# [What to do]
Each line in the entries that has the word "placement" has to be copied.
+--
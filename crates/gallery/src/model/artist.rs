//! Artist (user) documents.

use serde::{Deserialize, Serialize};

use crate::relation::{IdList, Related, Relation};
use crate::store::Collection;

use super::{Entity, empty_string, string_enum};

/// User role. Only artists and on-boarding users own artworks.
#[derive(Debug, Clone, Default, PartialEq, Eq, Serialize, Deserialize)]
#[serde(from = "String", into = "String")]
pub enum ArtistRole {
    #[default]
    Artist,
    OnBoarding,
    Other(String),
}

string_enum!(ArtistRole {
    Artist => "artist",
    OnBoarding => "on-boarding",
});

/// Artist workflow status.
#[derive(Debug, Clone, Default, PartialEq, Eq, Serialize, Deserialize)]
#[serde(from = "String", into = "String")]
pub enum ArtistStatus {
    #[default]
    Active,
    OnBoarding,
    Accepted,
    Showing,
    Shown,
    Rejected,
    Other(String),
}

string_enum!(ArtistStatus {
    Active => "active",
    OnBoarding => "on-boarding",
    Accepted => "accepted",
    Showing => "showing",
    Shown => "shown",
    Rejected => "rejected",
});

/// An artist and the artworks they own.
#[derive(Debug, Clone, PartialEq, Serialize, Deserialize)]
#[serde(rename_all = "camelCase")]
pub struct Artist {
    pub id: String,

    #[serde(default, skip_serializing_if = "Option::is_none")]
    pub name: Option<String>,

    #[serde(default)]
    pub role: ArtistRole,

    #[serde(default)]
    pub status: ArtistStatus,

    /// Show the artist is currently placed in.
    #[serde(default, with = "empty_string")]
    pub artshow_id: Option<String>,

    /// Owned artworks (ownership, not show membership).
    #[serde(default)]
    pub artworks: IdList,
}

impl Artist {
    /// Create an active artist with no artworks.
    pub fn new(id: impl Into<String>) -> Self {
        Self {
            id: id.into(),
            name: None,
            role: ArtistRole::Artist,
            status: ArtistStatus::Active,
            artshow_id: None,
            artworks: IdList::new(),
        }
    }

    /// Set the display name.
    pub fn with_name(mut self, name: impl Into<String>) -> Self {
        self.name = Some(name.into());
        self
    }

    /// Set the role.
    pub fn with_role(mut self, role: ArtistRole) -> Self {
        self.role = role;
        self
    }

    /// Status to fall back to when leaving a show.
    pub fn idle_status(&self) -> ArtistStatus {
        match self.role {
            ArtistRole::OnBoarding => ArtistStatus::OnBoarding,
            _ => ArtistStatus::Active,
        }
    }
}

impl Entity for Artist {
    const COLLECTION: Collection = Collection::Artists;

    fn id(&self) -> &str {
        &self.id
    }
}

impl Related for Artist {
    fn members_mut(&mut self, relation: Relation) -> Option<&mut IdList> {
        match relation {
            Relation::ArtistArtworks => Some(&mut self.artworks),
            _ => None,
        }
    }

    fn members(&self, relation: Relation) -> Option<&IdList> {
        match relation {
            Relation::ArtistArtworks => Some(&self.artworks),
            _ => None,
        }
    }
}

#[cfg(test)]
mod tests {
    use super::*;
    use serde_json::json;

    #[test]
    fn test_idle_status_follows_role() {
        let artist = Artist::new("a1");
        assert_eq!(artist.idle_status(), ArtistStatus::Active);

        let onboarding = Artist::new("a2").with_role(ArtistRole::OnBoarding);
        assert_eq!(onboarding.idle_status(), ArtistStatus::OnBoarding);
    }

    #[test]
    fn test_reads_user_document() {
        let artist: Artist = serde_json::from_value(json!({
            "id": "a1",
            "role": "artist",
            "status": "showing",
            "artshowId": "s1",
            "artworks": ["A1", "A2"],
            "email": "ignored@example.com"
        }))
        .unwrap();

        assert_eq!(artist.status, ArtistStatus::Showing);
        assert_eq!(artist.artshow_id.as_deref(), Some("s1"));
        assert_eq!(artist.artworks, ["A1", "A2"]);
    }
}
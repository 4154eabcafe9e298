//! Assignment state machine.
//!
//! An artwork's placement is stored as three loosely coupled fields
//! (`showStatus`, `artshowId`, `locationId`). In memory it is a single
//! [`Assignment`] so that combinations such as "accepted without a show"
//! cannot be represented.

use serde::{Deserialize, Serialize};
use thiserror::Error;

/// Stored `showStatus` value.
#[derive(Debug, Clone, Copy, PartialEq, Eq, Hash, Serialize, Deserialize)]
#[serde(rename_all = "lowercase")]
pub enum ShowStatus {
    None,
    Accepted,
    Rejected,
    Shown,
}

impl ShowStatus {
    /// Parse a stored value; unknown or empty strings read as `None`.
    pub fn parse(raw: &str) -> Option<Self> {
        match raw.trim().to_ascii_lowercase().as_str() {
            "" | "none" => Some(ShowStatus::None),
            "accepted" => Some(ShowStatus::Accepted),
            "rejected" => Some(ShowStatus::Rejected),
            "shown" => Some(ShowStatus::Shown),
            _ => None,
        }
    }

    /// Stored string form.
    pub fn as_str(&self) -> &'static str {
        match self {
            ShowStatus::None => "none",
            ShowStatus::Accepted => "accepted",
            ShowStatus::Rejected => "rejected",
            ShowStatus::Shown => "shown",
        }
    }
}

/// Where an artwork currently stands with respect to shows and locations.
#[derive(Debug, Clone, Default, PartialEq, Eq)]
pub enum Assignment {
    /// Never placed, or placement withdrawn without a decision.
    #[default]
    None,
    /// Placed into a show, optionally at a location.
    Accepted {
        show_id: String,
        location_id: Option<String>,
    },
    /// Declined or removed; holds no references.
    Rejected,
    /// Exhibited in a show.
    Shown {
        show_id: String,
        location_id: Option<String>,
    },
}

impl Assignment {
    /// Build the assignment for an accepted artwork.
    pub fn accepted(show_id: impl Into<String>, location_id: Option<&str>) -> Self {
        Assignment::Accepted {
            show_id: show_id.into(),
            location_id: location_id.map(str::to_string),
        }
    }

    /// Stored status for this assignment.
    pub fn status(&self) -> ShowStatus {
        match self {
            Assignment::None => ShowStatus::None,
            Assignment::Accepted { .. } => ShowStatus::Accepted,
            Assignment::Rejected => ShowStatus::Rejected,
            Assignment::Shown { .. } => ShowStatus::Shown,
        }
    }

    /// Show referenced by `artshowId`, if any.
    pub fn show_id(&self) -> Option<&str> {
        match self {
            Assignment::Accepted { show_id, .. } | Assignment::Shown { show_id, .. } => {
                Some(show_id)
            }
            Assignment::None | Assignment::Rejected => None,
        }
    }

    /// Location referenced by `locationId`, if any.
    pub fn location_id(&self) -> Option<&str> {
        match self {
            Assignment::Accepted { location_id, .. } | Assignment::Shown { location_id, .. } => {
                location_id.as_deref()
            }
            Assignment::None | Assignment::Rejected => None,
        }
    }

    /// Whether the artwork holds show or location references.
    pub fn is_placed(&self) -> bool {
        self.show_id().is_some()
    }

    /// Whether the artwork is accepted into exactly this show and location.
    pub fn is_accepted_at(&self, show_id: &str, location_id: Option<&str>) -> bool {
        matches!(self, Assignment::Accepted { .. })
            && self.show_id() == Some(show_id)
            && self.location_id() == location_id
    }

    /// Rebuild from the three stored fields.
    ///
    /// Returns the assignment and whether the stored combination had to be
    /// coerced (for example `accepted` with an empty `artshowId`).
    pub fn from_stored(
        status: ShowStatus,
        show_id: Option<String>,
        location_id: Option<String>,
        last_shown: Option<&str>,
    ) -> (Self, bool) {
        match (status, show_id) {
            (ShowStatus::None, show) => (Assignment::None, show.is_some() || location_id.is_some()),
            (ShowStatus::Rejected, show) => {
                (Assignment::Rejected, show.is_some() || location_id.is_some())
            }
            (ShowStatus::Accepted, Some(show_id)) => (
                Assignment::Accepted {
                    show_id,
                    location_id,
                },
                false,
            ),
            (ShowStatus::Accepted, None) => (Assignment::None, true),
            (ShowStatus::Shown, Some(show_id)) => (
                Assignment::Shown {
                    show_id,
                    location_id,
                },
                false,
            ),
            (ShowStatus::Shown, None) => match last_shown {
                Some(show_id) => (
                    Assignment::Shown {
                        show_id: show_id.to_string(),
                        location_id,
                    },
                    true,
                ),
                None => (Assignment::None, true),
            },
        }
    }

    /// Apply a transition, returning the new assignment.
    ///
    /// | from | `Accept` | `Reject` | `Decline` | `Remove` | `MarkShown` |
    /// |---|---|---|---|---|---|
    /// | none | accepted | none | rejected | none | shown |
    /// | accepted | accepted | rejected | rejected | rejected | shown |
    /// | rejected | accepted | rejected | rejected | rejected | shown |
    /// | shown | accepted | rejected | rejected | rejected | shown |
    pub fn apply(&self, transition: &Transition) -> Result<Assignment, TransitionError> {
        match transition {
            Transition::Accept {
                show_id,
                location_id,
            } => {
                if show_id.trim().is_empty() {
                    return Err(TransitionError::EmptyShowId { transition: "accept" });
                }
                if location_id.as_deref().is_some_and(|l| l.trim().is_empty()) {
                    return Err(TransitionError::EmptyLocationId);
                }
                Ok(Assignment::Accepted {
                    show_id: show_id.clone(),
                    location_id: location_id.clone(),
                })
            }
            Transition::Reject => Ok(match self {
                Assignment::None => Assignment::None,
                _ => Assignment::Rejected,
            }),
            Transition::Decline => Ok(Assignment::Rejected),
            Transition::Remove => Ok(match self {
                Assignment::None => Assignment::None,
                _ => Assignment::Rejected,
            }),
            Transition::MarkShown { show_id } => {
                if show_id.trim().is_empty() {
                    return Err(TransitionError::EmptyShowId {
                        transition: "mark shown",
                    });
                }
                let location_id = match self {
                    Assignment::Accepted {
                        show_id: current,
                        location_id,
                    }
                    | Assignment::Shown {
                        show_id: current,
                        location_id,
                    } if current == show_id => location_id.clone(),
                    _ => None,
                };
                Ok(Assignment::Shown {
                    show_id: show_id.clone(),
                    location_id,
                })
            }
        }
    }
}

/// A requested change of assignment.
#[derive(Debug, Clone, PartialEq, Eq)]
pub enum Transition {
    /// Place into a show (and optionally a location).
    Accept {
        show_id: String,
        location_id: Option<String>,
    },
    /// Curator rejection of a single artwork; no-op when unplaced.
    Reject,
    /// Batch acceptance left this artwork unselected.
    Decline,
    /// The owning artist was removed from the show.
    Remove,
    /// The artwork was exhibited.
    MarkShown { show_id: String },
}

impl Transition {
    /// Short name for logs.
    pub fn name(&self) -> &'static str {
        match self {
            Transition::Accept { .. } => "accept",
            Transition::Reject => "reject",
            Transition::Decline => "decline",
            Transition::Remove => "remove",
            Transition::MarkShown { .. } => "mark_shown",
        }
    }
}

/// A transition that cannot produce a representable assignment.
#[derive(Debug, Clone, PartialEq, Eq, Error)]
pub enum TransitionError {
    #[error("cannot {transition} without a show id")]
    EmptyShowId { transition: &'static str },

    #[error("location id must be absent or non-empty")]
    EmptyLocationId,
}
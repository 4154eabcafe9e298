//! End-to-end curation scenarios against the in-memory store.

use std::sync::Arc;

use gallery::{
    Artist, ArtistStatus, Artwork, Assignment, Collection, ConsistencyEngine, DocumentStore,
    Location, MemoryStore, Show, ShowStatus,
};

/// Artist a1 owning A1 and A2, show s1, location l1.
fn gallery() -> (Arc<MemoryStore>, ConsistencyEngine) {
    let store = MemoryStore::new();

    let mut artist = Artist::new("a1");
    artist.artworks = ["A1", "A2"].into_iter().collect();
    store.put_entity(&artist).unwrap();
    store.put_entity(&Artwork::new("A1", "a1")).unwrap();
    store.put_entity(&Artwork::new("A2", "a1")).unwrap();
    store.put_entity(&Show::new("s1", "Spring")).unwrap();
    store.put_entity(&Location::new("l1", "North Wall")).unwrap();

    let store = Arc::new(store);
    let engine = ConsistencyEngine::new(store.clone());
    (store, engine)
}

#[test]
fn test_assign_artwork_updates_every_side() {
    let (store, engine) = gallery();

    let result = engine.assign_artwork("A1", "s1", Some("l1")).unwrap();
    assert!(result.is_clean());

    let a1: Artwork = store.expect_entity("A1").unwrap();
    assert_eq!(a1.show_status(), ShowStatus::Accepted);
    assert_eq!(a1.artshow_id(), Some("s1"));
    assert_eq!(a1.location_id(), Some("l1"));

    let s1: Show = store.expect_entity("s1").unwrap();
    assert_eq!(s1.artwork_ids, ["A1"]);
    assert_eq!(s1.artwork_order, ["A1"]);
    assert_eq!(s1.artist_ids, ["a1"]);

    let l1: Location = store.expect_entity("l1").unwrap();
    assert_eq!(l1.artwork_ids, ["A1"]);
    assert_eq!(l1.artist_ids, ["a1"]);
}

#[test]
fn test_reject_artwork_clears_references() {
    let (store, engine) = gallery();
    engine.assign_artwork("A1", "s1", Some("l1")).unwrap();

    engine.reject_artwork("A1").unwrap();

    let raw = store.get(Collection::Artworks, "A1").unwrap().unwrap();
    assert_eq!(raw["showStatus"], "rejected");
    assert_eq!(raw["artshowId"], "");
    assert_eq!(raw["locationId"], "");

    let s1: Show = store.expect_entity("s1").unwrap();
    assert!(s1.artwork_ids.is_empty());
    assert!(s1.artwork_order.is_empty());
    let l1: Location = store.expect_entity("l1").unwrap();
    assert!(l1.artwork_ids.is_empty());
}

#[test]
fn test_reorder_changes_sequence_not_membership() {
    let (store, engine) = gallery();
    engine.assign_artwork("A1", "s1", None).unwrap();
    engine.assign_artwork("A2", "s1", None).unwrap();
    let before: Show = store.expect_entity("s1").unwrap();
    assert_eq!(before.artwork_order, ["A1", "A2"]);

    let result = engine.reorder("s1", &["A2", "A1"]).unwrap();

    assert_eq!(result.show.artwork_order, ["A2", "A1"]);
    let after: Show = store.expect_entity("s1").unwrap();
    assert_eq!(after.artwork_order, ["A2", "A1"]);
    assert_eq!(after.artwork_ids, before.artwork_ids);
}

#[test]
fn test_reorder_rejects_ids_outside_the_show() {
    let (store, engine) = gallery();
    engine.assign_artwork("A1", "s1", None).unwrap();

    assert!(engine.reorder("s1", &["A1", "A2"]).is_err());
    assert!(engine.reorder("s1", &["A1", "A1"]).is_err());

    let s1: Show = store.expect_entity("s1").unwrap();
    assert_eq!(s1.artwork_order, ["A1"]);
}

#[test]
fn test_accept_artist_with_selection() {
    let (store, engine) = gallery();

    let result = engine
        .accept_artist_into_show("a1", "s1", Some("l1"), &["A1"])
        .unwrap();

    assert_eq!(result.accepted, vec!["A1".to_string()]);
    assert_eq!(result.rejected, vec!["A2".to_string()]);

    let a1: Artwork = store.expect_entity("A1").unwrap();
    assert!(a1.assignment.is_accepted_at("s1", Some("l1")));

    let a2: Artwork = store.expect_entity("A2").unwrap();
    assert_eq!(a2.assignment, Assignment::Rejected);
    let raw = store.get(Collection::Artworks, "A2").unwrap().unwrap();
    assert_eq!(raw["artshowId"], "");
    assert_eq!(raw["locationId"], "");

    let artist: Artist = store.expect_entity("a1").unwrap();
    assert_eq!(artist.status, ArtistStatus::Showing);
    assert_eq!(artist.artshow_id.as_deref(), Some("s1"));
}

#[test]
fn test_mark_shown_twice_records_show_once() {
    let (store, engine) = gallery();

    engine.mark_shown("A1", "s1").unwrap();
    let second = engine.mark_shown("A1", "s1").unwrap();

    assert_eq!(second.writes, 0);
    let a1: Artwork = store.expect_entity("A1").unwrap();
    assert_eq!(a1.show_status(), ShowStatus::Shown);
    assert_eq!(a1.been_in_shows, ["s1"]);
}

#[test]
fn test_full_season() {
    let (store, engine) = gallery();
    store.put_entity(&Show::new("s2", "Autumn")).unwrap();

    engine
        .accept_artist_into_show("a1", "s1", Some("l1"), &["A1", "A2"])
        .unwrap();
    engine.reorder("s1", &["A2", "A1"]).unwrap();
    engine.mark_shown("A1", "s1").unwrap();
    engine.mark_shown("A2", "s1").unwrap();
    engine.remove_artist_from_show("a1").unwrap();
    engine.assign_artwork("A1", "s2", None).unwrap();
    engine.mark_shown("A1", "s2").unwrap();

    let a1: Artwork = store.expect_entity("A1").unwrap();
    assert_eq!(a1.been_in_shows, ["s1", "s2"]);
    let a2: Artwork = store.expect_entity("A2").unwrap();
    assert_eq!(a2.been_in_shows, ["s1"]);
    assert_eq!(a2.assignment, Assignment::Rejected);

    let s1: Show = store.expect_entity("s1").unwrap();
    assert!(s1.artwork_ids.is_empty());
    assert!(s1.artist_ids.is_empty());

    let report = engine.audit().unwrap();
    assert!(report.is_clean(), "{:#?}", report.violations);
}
+--
# [Task solution]
//! An artwork's placement is stored as three loosely coupled fields
    /// Never placed, or placement withdrawn without a decision.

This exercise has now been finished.